Identify the line in which "impl Reporter for" appears, then reproduce that line and all remaining lines of the records word for word.

____ Data extract

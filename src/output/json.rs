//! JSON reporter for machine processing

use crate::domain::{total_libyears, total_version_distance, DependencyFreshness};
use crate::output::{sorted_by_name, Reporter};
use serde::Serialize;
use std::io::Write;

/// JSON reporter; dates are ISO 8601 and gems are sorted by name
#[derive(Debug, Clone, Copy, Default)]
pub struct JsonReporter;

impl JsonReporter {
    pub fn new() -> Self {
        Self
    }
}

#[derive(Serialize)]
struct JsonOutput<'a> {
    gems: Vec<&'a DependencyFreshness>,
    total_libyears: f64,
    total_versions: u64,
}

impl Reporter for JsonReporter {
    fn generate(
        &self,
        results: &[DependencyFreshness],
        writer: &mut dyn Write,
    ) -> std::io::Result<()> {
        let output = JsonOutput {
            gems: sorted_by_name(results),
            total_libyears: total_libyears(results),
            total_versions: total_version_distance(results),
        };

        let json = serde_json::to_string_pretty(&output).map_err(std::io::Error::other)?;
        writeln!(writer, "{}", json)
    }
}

________

◆ Solution to this problem ◆
impl Reporter for JsonReporter {
    fn generate(
        &self,
        results: &[DependencyFreshness],
        writer: &mut dyn Write,
    ) -> std::io::Result<()> {
        let output = JsonOutput {
            gems: sorted_by_name(results),
            total_libyears: total_libyears(results),
            total_versions: total_version_distance(results),
        };

        let json = serde_json::to_string_pretty(&output).map_err(std::io::Error::other)?;
        writeln!(writer, "{}", json)
    }
}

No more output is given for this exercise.